To be sure, the new Jan33 TIPS auction stopped roughly 4bps through the 1pm market to draw a yield of 1.22% and a rather solid 2.79x bid-to-cover (notably, the highest bid-to-cover ratio since 2019). Indirect bidding jump to the second-highest share of 79.3% while directs bidders took down 13.1%, leaving dealers with a record low of 7.6%. And these impressive results came in the face a soured risk tone (Dow -0.76%, S&P -0.76%, Nasdaq -0.96%) and plenty of hawkish Fed-speak (i.e. Collins, Brainard) this session.
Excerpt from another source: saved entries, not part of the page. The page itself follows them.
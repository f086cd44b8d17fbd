//! Thread reconstruction.
//!
//! Rebuilds a reply tree from the flat parent links with one store query
//! per level (breadth-first), never one per node. Expansion is bounded by a
//! depth limit and a total node cap; nodes at the boundary carry their real
//! direct-reply count and a `truncated` flag so callers can offer
//! "load more".

use std::collections::{HashMap, HashSet};

use tracing::debug;
use uuid::Uuid;

use courier_core::defaults::{THREAD_MAX_DEPTH, THREAD_NODE_CAP};
use courier_core::{Message, MessageStore, Result, ThreadNode};

/// Breadth-first thread builder over a [`MessageStore`].
pub struct ThreadBuilder<'a> {
    store: &'a dyn MessageStore,
    max_depth: usize,
    node_cap: usize,
}

impl<'a> ThreadBuilder<'a> {
    pub fn new(store: &'a dyn MessageStore) -> Self {
        Self {
            store,
            max_depth: THREAD_MAX_DEPTH,
            node_cap: THREAD_NODE_CAP,
        }
    }

    /// Override the expansion bounds. A `max_depth` of 0 returns just the
    /// root with its reply count.
    pub fn with_limits(store: &'a dyn MessageStore, max_depth: usize, node_cap: usize) -> Self {
        Self {
            store,
            max_depth,
            node_cap,
        }
    }

    /// Build the reply tree rooted at `root_id`.
    pub async fn build(&self, root_id: Uuid) -> Result<ThreadNode> {
        let root = self.store.fetch_message(root_id).await?;

        // One children_of call per level. `visited` breaks cycles in corrupt
        // parent graphs; the node cap stops expansion at level granularity
        // so partially-expanded parents never appear without being flagged.
        // `cycle_stopped` collects parents whose children were dropped by
        // the visited filter, so they report honest counts later.
        let mut visited: HashSet<Uuid> = HashSet::from([root_id]);
        let mut children_map: HashMap<Uuid, Vec<Message>> = HashMap::new();
        let mut cycle_stopped: Vec<Uuid> = Vec::new();
        let mut frontier: Vec<Uuid> = vec![root_id];
        let mut fetched = 1usize;
        let mut depth = 0usize;

        while !frontier.is_empty() && depth < self.max_depth {
            let level = self.store.children_of(&frontier).await?;
            let mut fresh: Vec<Message> = Vec::with_capacity(level.len());
            for m in level {
                if visited.contains(&m.id) {
                    if let Some(parent) = m.parent_id {
                        cycle_stopped.push(parent);
                    }
                    continue;
                }
                fresh.push(m);
            }

            if fetched + fresh.len() > self.node_cap {
                break;
            }

            let mut next = Vec::with_capacity(fresh.len());
            for child in fresh {
                visited.insert(child.id);
                fetched += 1;
                next.push(child.id);
                if let Some(parent) = child.parent_id {
                    children_map.entry(parent).or_default().push(child);
                }
            }
            frontier = next;
            depth += 1;
        }

        // Every node whose expansion was cut short — the final frontier
        // (depth bound or node cap) plus the cycle-stopped parents — gets
        // its real direct-reply count in one batched query.
        let mut boundary = frontier;
        boundary.extend(cycle_stopped);
        boundary.sort_unstable();
        boundary.dedup();
        let boundary_counts = if boundary.is_empty() {
            HashMap::new()
        } else {
            self.store.reply_counts(&boundary).await?
        };

        debug!(
            subsystem = "engine",
            op = "build_thread",
            message_id = %root_id,
            depth,
            node_count = fetched,
            "thread reconstructed"
        );

        Ok(assemble(root, &mut children_map, &boundary_counts))
    }
}

fn assemble(
    message: Message,
    children_map: &mut HashMap<Uuid, Vec<Message>>,
    boundary_counts: &HashMap<Uuid, usize>,
) -> ThreadNode {
    let id = message.id;
    let replies: Vec<ThreadNode> = children_map
        .remove(&id)
        .unwrap_or_default()
        .into_iter()
        .map(|c| assemble(c, children_map, boundary_counts))
        .collect();

    // Fully expanded nodes count their materialized replies; nodes whose
    // expansion stopped (depth bound, node cap, cycle guard) carry the
    // store's count instead. `truncated` means "replies exist that were not
    // expanded": a childless node at the depth bound has nothing to load,
    // so it stays unflagged.
    let reply_count = boundary_counts
        .get(&id)
        .copied()
        .unwrap_or_else(|| replies.len())
        .max(replies.len());
    ThreadNode {
        truncated: reply_count > replies.len(),
        message,
        replies,
        reply_count,
    }
}

#[cfg(test)]
mod tests {
    use super::*;
    use courier_db::test_fixtures::{sample_message, TestStore};

    async fn send(
        fixture: &TestStore,
        sender: Uuid,
        parent: Option<Uuid>,
        body: &str,
    ) -> Message {
        let mut msg = sample_message(fixture.conversation.id, sender, body);
        msg.parent_id = parent;
        fixture.store.insert_message(&msg, &[]).await.unwrap();
        msg
    }

    #[tokio::test]
    async fn builds_nested_reply_tree_in_order() {
        let fixture = TestStore::with_users(2).await.unwrap();
        let (a, b) = (fixture.users[0].id, fixture.users[1].id);

        let root = send(&fixture, a, None, "root").await;
        let r1 = send(&fixture, b, Some(root.id), "first reply").await;
        let r2 = send(&fixture, a, Some(root.id), "second reply").await;
        let nested = send(&fixture, a, Some(r1.id), "nested").await;

        let tree = ThreadBuilder::new(&fixture.store).build(root.id).await.unwrap();

        assert_eq!(tree.message.id, root.id);
        assert_eq!(tree.reply_count, 2);
        assert!(!tree.truncated);
        assert_eq!(tree.replies[0].message.id, r1.id);
        assert_eq!(tree.replies[1].message.id, r2.id);
        assert_eq!(tree.replies[0].replies[0].message.id, nested.id);
        assert_eq!(tree.replies[0].reply_count, 1);
        assert_eq!(tree.replies[1].reply_count, 0);
    }

    #[tokio::test]
    async fn depth_limit_marks_boundary_truncated_with_real_count() {
        let fixture = TestStore::with_users(2).await.unwrap();
        let a = fixture.users[0].id;

        let root = send(&fixture, a, None, "root").await;
        let child = send(&fixture, a, Some(root.id), "child").await;
        send(&fixture, a, Some(child.id), "grandchild one").await;
        send(&fixture, a, Some(child.id), "grandchild two").await;

        let tree = ThreadBuilder::with_limits(&fixture.store, 1, THREAD_NODE_CAP)
            .build(root.id)
            .await
            .unwrap();

        assert_eq!(tree.replies.len(), 1);
        let boundary = &tree.replies[0];
        assert_eq!(boundary.message.id, child.id);
        assert!(boundary.truncated);
        assert_eq!(boundary.reply_count, 2);
        assert!(boundary.replies.is_empty());
    }

    #[tokio::test]
    async fn zero_depth_returns_root_only() {
        let fixture = TestStore::with_users(2).await.unwrap();
        let a = fixture.users[0].id;
        let root = send(&fixture, a, None, "root").await;
        send(&fixture, a, Some(root.id), "reply").await;

        let tree = ThreadBuilder::with_limits(&fixture.store, 0, THREAD_NODE_CAP)
            .build(root.id)
            .await
            .unwrap();
        assert!(tree.replies.is_empty());
        assert!(tree.truncated);
        assert_eq!(tree.reply_count, 1);
    }

    #[tokio::test]
    async fn node_cap_stops_expansion_at_level_boundary() {
        let fixture = TestStore::with_users(2).await.unwrap();
        let a = fixture.users[0].id;

        let root = send(&fixture, a, None, "root").await;
        for i in 0..5 {
            send(&fixture, a, Some(root.id), &format!("reply {}", i)).await;
        }

        // Cap of 3 cannot hold the root plus five replies, so the level is
        // not expanded at all.
        let tree = ThreadBuilder::with_limits(&fixture.store, 10, 3)
            .build(root.id)
            .await
            .unwrap();
        assert!(tree.replies.is_empty());
        assert!(tree.truncated);
        assert_eq!(tree.reply_count, 5);
    }

    #[tokio::test]
    async fn corrupt_parent_cycle_is_cut_with_honest_count() {
        let fixture = TestStore::with_users(2).await.unwrap();
        let a = fixture.users[0].id;

        // Two messages pointing at each other, the kind of corruption the
        // builder must survive rather than recurse into.
        let mut first = sample_message(fixture.conversation.id, a, "first");
        let mut second = sample_message(fixture.conversation.id, a, "second");
        first.parent_id = Some(second.id);
        second.parent_id = Some(first.id);
        fixture.store.insert_message(&first, &[]).await.unwrap();
        fixture.store.insert_message(&second, &[]).await.unwrap();

        let tree = ThreadBuilder::new(&fixture.store)
            .build(first.id)
            .await
            .unwrap();

        assert_eq!(tree.message.id, first.id);
        assert_eq!(tree.replies.len(), 1);
        // The cycle is cut at `second`: its only "child" is the already
        // visited root, so the branch stops expanding but still reports the
        // reply it has.
        let cut = &tree.replies[0];
        assert_eq!(cut.message.id, second.id);
        assert!(cut.replies.is_empty());
        assert_eq!(cut.reply_count, 1);
        assert!(cut.truncated);
    }

    #[tokio::test]
    async fn childless_node_at_depth_bound_is_not_truncated() {
        let fixture = TestStore::with_users(2).await.unwrap();
        let a = fixture.users[0].id;
        let root = send(&fixture, a, None, "root").await;
        let leaf = send(&fixture, a, Some(root.id), "leaf").await;

        let tree = ThreadBuilder::with_limits(&fixture.store, 1, THREAD_NODE_CAP)
            .build(root.id)
            .await
            .unwrap();

        // Nothing exists below the bound, so there is nothing to load more
        // of and the leaf stays unflagged.
        assert_eq!(tree.replies[0].message.id, leaf.id);
        assert!(!tree.replies[0].truncated);
        assert_eq!(tree.replies[0].reply_count, 0);
    }

    #[tokio::test]
    async fn missing_root_is_an_error() {
        let fixture = TestStore::with_users(2).await.unwrap();
        let err = ThreadBuilder::new(&fixture.store)
            .build(Uuid::now_v7())
            .await
            .unwrap_err();
        assert!(matches!(err, courier_core::Error::MessageNotFound(_)));
    }
}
In the trading screens, breakevens cruised into the auction better bid across the board as nominals consolidated off of yesterday’s gains. And once the auction results hit the tape, breakevens gapped even higher and never looked backed. And with the dust settling after the first TIPS auction of 2023, dealers are marking the inflation curve a rather solid 7-11bps higher in the 2y-30y sector against the backdrop of a 2-4bps rise in nominal yields.
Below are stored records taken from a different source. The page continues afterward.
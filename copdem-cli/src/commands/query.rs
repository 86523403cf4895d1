use anyhow::{Context, Result};
use copdem::{Sampler, TileStore};
use serde::Serialize;
use std::path::PathBuf;
use std::sync::Arc;

#[derive(Serialize)]
struct ElevationResponse {
    lat: f64,
    lon: f64,
    ground_elevation: Option<f64>,
}

pub fn run(tiles_dir: Option<PathBuf>, lat: f64, lon: f64, json: bool) -> Result<()> {
    let store = match tiles_dir {
        Some(dir) => TileStore::new(dir),
        None => TileStore::from_env().context(
            "COPDEM_TILES_DIR environment variable not set. Use --tiles-dir or set COPDEM_TILES_DIR",
        )?,
    };
    let sampler = Sampler::new(Arc::new(store));

    let elevation = sampler.sample(lat, lon);

    if json {
        let response = ElevationResponse {
            lat,
            lon,
            ground_elevation: elevation,
        };
        println!("{}", serde_json::to_string(&response)?);
    } else {
        match elevation {
            Some(elev) => println!("{:.2}", elev),
            None => println!("unavailable"),
        }
    }

    Ok(())
}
“We started the day on the bid side after better than expected jobless claim, but it moderated, and we traded around until noon when flows switched one way and breakevens jumped 3bps into the auction,” one dealer explained. “Post auction, aggressive buyers had the upper hand and breakevens kept their momentum up not without some initial resistance,” he continued.
Flow-wise, in derivatives-space, inflation swap trades on the SDR today included 1y ZC swaps at 203bps, 2y ZC swaps at 219.75bps, 5y ZC swaps at 224.75bps, 224.5bps, 225bps, 226bps and 232.5bps, 10yZC swaps at 241.125bps, 20y ZC swaps at 231bps and 30y ZC swaps at 231.75bps and 232.5bps (for more trades, see Total Derivatives SDR).
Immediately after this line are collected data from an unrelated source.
use std::fs::File;
use std::sync::Arc;

use criterion::{black_box, criterion_group, criterion_main, Criterion};
use tempfile::TempDir;
use tiff::encoder::{colortype, TiffEncoder};

use copdem::{Sampler, TileId, TileStore};

const SIZE: u32 = 1200;

/// Create a synthetic Copernicus tile with a simple elevation gradient.
fn create_tile(dir: &std::path::Path, id: TileId) {
    let mut data = vec![0.0f32; (SIZE * SIZE) as usize];
    for row in 0..SIZE as usize {
        for col in 0..SIZE as usize {
            data[row * SIZE as usize + col] = ((row + col) % 4000) as f32;
        }
    }
    let file = File::create(dir.join(id.file_name())).unwrap();
    let mut encoder = TiffEncoder::new(file).unwrap();
    encoder
        .write_image::<colortype::Gray32Float>(SIZE, SIZE, &data)
        .unwrap();
}

fn sampler_over(dir: &TempDir) -> Sampler {
    Sampler::new(Arc::new(TileStore::new(dir.path())))
}

fn bench_single_cached(c: &mut Criterion) {
    let tmp = TempDir::new().unwrap();
    create_tile(tmp.path(), TileId::new(45, 6));
    let sampler = sampler_over(&tmp);

    // Warm the cache
    let _ = sampler.sample(45.5, 6.5);

    c.bench_function("single_cached", |b| {
        b.iter(|| {
            black_box(sampler.sample(black_box(45.9237), black_box(6.8694)));
        });
    });
}

fn bench_single_missing_tile(c: &mut Criterion) {
    let tmp = TempDir::new().unwrap();
    let sampler = sampler_over(&tmp);

    c.bench_function("single_missing_tile", |b| {
        b.iter(|| {
            black_box(sampler.sample(black_box(10.0), black_box(10.0)));
        });
    });
}

fn bench_batch_same_tile(c: &mut Criterion) {
    let tmp = TempDir::new().unwrap();
    create_tile(tmp.path(), TileId::new(45, 6));
    let sampler = sampler_over(&tmp);

    // Generate 1000 coords within the same tile
    let coords: Vec<(f64, f64)> = (0..1000)
        .map(|i| {
            let frac = i as f64 / 1000.0;
            (45.0 + frac * 0.99, 6.0 + frac * 0.99)
        })
        .collect();

    // Warm the cache
    let _ = sampler.sample(45.5, 6.5);

    c.bench_function("batch_1000_same_tile", |b| {
        b.iter(|| {
            black_box(sampler.sample_batch(black_box(&coords)));
        });
    });
}

fn bench_batch_multi_tile(c: &mut Criterion) {
    let tmp = TempDir::new().unwrap();
    create_tile(tmp.path(), TileId::new(45, 6));
    create_tile(tmp.path(), TileId::new(46, 6));
    create_tile(tmp.path(), TileId::new(45, 7));
    let sampler = sampler_over(&tmp);

    // Generate 1000 coords spread across 3 tiles
    let coords: Vec<(f64, f64)> = (0..1000)
        .map(|i| match i % 3 {
            0 => (45.0 + (i as f64 / 3000.0) * 0.99, 6.5),
            1 => (46.0 + (i as f64 / 3000.0) * 0.99, 6.5),
            _ => (45.0 + (i as f64 / 3000.0) * 0.99, 7.5),
        })
        .collect();

    // Warm the cache
    let _ = sampler.sample(45.5, 6.5);
    let _ = sampler.sample(46.5, 6.5);
    let _ = sampler.sample(45.5, 7.5);

    c.bench_function("batch_1000_multi_tile", |b| {
        b.iter(|| {
            black_box(sampler.sample_batch(black_box(&coords)));
        });
    });
}

criterion_group!(
    benches,
    bench_single_cached,
    bench_single_missing_tile,
    bench_batch_same_tile,
    bench_batch_multi_tile,
);
criterion_main!(benches);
Heading into the final hour of trade, the 2y breakeven is going out at 215bps (+10.625bps), 5y at 223.75bps (+10.625bps), 10y at 222.875bps (+10.75bps) and 30y at 224.25bps (+7.875bps).
Citigroup: Short bias for inflation breakevens amid conflicting signals
Strategists at Citigroup have a short bias for inflation breakevens and they’ve expressed it via a short in 1y1y inflation swaps and they’ve hedged their energy exposure by selling OTM crude oil puts. The bank explains that “the idea here is that 2.4% inflation for 2024 seems high in the context of rate cuts priced for 2024 and the expectations of a higher unemployment rate by YE 2023.”
Citigroup finds that “a simple macro model correlating 6m changes with ISM prices shows that the trend in breakevens is lower, unless the drop in ISM prices start reversing. Interestingly, with the drop in breakevens, our cross asset fair value model is now signaling that 10y BEs are cheap by 30bp (rising copper prices driving the FV higher).”
Caught between these two conflicting signals, Citigroup is inclined to wait to add a long 10y10y inflation swap as a hedge against the short 1y1y.